A Not So Young Person’s Story

‘The Past is a foreign country, they do things differently there.’

I went to school in the 1980s, before the Foyle Young Poets’ Competition existed. I thought I would revisit the poetry landscape of my youth and see if anything has changed. What, in the years of Thatcher, The Miners’ Strike, Live Aid, was a young student’s experience of poetry like.
At school the curriculum was ‘Great Big Poets’: Keats, Yeats, Shakespeare. All Dead White Men to be in awe of. My poems at the time were sad imitations of Keats, very worthy, very awful. Out there in the world something was changing.

Being In 1983 John Cooper Clarke’s ‘Ten Years in an Open Necked Shirt’ landed.

We passed the book (no internet of course) around. This would never be on the curriculum. I remember seeing Joolz perform ‘Mad, Bad and Dangerous to Know’. A post punk goddess playing around with Byron! Our English teacher invited Nik Toczek in. We thought he was brilliant. He jumped on desks and ranted about real things.

Our teachers kept trying and in 1985 I found myself in a scout hut in Waddecar, Lancashire. I’m not sure what process got me there. A group of us had been selected to spend a week with a poet to develop our writing. That poet was Ian McMillan and we fell in love with him immediately. He was young, funny and very Yorkshire. A poet in a donkey jacket. He took us to the Lancaster Literature Festival to see Circus of Poets.

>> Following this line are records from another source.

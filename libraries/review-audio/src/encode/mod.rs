//! Persisting processed clips
//!
//! The WAV encoder is always available. The MP3 adapter is used only when an
//! external MP3 capability has been supplied; callers treat both outputs the
//! same way through [`EncodedAudio`].

mod mp3;
mod wav;

pub use mp3::{Mp3Backend, Mp3Capability, Mp3Encoder, MP3_BITRATE_KBPS, MP3_BLOCK_SIZE};
pub use wav::{encode_wav, WAV_HEADER_LEN};

/// Container format of an encoded clip
#[derive(Debug, Clone, Copy, PartialEq, Eq, Hash)]
pub enum OutputFormat {
    /// Canonical 16-bit PCM WAV
    Wav,
    /// MPEG-1 Layer III
    Mp3,
}

impl OutputFormat {
    /// Conventional file extension
    pub fn extension(&self) -> &'static str {
        match self {
            OutputFormat::Wav => "wav",
            OutputFormat::Mp3 => "mp3",
        }
    }

    /// MIME type for uploads
    pub fn mime_type(&self) -> &'static str {
        match self {
            OutputFormat::Wav => "audio/wav",
            OutputFormat::Mp3 => "audio/mpeg",
        }
    }
}

/// Encoded bytes plus their container format
#[derive(Debug, Clone, PartialEq, Eq)]
pub struct EncodedAudio {
    /// Complete file contents
    pub bytes: Vec<u8>,
    /// Container format of `bytes`
    pub format: OutputFormat,
}

impl EncodedAudio {
    /// File name for `stem` with the format's extension
    pub fn file_name(&self, stem: &str) -> String {
        format!("{}.{}", stem, self.format.extension())
    }
}

/// Convert a float sample to signed 16-bit PCM
///
/// Clamps to [-1, 1], scales negatives by 32768 and non-negatives by 32767,
/// then truncates toward zero.
#[inline]
pub fn sample_to_i16(sample: f32) -> i16 {
    let s = if sample.is_nan() { 0.0 } else { sample.clamp(-1.0, 1.0) };
    if s < 0.0 {
        (s * 32768.0) as i16
    } else {
        (s * 32767.0) as i16
    }
}
//! The built-in model catalog: the on-demand Bedrock text models this
//! deployment offers. Entries without a registered adapter family are
//! still listed; `ModelRegistry::is_servable` tells them apart.

use pl_domain::model::ModelDescriptor;

const BEDROCK_TEXT_MODELS: &[(&str, &str, bool)] = &[
    ("amazon.titan-text-express-v1", "Titan Text G1 - Express", true),
    ("amazon.titan-text-lite-v1", "Titan Text G1 - Lite", true),
    ("anthropic.claude-v2:1", "Claude", true),
    ("anthropic.claude-3-sonnet-20240229-v1:0", "Claude 3 Sonnet", true),
    ("anthropic.claude-3-5-sonnet-20240620-v1:0", "Claude 3.5 Sonnet", true),
    ("anthropic.claude-3-haiku-20240307-v1:0", "Claude 3 Haiku", true),
    ("anthropic.claude-instant-v1", "Claude Instant", true),
    ("ai21.j2-mid-v1", "Jurassic-2 Mid", false),
    ("ai21.j2-ultra-v1", "Jurassic-2 Ultra", false),
    ("cohere.command-text-v14", "Command", true),
    ("cohere.command-light-text-v14", "Command Light", true),
    ("meta.llama2-13b-chat-v1", "Llama 2 Chat 13B", true),
    ("meta.llama2-70b-chat-v1", "Llama 2 Chat 70B", true),
    ("meta.llama3-8b-instruct-v1:0", "Llama 3 8B Instruct", true),
    ("meta.llama3-70b-instruct-v1:0", "Llama 3 70B Instruct", true),
    ("mistral.mistral-7b-instruct-v0:2", "Mistral 7B Instruct", true),
    ("mistral.mixtral-8x7b-instruct-v0:1", "Mixtral 8x7B Instruct", true),
];

pub fn bedrock_text_models() -> Vec<ModelDescriptor> {
    BEDROCK_TEXT_MODELS
        .iter()
        .map(|(model_id, name, streaming)| ModelDescriptor {
            provider: "bedrock".into(),
            model_id: (*model_id).into(),
            name: (*name).into(),
            streaming: *streaming,
            input_modalities: vec!["TEXT".into()],
            output_modalities: vec!["TEXT".into()],
            interface: "langchain".into(),
            rag_supported: true,
        })
        .collect()
}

They took the mickey out of Keats!!!

In 1986 The Smiths released ‘Cemetery Gates’. Essential listening.

After Waddecar I felt a true connection to poetry. If I was allowed to be part of this group I could ‘do’ poetry. By the mid nineties I was an English Teacher. I was writing poetry and teaching it. I was teaching Keats, Shakespeare, Yeats. I was sent to a Poetry for Teachers week at Arvon’s Lumb Bank. And who should be running the course, the fabulous Ian McMillan. It was a brilliant week, and I’m still using the exercises we shared today.

Since then my poetry activity has exploded. I co-founded a poetry magazine, am a poetry editor, I’ve performed at The Poetry Café in London and in Berlin. I got a PhD in the Practice of Poetry and even had a few poems published along the way. All because I was given confidence and permission.

In 2012, I was sitting at a conference. The headline act, Ian McMillan, the Bard of Barnsley. He came over and chatted to me about Waddecar. One of the best moments of my life.

A very different landscape? You don’t have to pass round the books just share the websites and forums. And enter competitions. Connect with the poetry landscape and plant yourself in it.

30 years later I am still an English teacher. I get my students involved in poetry outside the classroom because inside the classroom I’m teaching, guess what, Keats.

 

Jane Bluett (Dr)  is a poet, teacher and researcher. She has worked in Sixth Form Colleges for over 20 years. She is Poetry Editor for English in Education and represents schools on the Management Committee of the National Association of Writers in Education (NAWE). She is committed to the practice of poetry in Education for the benefit of all students and teachers.